**TASK ITEM**:
Check every line below, and copy those that include "Release".

:: STORED DATA ::

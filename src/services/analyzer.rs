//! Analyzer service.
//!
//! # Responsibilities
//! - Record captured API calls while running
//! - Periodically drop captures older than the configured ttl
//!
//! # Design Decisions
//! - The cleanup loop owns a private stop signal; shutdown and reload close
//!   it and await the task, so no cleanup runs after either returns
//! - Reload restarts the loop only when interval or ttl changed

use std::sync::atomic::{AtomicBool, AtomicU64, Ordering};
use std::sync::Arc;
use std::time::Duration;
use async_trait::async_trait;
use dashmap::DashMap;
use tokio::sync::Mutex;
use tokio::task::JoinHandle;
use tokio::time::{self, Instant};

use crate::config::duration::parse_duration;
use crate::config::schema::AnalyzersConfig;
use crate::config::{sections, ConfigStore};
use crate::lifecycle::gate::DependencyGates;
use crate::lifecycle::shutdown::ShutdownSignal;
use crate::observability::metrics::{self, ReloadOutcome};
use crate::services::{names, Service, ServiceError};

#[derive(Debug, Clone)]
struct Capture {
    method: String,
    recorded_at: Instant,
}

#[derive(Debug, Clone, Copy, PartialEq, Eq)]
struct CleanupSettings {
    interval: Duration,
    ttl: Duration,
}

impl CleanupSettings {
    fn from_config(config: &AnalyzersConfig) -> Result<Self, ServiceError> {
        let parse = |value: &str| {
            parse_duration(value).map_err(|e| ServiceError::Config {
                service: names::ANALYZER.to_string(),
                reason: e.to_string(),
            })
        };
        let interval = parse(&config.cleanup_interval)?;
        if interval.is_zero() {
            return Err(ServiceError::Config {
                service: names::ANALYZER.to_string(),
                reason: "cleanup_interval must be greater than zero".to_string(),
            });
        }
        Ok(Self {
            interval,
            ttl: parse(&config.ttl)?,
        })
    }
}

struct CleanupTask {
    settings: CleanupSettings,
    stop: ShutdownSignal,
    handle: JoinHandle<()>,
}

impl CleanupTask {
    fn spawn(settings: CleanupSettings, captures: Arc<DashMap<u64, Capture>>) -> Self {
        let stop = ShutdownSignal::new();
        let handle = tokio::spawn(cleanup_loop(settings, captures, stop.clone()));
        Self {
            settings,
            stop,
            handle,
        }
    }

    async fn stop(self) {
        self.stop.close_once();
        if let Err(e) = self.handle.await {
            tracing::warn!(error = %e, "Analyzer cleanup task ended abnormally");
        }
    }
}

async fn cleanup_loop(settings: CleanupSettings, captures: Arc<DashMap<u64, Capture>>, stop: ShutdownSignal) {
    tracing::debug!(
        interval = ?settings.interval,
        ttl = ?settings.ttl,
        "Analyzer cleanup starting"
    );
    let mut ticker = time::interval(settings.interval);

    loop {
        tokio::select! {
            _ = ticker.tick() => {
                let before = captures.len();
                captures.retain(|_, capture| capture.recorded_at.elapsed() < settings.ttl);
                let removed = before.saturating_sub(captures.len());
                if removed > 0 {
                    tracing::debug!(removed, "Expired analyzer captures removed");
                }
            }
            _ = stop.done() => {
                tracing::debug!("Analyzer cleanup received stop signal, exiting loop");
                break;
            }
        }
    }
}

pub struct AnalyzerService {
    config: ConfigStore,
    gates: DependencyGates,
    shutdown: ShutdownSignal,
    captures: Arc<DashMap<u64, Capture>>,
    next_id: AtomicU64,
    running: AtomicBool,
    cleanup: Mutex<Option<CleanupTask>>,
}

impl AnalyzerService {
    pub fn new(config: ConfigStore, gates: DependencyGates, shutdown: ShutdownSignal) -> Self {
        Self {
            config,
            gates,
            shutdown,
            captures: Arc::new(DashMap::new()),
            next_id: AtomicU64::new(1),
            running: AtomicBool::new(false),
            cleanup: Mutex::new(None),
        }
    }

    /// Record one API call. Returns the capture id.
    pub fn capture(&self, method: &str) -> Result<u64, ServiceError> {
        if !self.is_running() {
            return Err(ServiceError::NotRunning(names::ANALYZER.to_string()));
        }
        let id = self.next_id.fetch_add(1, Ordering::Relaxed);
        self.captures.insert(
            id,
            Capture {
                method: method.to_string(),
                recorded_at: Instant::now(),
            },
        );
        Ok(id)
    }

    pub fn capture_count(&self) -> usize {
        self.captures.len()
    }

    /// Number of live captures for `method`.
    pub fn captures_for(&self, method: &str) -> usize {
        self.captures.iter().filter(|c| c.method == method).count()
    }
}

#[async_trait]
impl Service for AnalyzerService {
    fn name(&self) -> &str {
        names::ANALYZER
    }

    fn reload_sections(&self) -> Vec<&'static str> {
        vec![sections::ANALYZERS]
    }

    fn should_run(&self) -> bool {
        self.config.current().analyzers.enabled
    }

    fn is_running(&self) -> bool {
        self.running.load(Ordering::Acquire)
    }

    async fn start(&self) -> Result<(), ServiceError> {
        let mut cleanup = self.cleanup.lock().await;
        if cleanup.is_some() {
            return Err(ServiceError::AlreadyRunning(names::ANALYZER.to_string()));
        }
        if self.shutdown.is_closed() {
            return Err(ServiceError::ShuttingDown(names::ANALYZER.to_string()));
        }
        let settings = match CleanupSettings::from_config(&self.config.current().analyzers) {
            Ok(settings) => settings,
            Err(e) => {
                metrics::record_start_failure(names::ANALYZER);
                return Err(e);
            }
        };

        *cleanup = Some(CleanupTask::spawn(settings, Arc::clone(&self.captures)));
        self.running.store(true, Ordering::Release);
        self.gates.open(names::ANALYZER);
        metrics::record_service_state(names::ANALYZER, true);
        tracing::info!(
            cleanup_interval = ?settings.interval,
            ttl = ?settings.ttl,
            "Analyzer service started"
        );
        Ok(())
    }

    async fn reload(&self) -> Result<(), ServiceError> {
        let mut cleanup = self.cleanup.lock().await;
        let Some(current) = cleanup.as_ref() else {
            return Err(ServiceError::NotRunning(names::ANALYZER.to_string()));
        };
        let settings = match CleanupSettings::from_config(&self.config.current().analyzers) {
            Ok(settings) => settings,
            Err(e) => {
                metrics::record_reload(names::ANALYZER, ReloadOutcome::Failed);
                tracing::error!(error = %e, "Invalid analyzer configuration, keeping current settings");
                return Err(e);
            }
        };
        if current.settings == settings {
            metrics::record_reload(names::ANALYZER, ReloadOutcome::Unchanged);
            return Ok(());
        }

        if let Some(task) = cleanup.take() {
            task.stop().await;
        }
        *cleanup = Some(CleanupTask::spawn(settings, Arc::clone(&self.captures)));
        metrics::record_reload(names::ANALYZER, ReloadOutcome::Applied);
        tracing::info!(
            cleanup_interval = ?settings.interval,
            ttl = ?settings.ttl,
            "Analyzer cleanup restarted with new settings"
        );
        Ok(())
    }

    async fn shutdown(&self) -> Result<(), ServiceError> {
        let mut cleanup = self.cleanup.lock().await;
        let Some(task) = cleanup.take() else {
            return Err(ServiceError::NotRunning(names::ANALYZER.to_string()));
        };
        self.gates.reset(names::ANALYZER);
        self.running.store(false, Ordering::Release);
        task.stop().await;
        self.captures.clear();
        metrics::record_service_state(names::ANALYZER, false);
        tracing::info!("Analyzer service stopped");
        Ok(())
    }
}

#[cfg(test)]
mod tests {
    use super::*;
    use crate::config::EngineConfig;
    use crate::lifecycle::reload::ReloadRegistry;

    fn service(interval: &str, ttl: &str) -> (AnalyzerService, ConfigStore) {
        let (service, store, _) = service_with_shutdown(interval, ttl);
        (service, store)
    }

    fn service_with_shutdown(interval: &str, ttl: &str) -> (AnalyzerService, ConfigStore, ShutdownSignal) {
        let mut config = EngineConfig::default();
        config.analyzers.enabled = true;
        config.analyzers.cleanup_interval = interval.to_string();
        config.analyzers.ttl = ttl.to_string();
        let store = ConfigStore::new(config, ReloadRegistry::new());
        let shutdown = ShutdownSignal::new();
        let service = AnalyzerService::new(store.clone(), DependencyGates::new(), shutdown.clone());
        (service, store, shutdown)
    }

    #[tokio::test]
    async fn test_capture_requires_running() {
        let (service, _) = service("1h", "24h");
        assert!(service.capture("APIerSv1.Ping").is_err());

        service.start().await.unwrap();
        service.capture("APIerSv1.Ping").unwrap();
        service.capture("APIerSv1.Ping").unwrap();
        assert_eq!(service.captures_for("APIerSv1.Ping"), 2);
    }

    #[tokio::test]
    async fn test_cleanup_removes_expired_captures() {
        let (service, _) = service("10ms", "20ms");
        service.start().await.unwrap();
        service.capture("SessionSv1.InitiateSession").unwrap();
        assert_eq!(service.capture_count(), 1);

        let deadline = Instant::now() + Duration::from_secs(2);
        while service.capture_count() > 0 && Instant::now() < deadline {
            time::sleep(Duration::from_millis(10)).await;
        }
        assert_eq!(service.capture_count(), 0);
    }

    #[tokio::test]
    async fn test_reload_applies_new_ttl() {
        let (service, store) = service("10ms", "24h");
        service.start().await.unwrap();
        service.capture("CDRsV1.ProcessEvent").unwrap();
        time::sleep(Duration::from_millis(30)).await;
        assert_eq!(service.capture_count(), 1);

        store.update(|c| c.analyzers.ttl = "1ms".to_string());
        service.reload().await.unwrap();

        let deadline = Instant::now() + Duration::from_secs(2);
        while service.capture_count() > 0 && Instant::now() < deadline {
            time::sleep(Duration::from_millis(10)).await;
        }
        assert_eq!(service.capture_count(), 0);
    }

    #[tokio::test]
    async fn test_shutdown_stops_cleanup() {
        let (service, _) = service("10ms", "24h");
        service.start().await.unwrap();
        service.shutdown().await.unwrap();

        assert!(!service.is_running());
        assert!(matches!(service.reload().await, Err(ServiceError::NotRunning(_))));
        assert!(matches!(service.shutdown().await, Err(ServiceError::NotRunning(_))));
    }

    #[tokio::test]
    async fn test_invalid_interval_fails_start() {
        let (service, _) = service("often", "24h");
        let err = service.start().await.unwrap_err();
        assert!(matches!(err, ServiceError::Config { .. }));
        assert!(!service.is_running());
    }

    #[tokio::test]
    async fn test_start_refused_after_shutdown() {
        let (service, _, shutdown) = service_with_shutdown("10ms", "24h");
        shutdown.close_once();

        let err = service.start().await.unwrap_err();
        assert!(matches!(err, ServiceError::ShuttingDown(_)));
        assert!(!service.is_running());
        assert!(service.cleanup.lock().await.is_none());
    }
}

:::

**WRITTEN SOLUTION**:
        self.running.store(true, Ordering::Release);
        self.running.store(false, Ordering::Release);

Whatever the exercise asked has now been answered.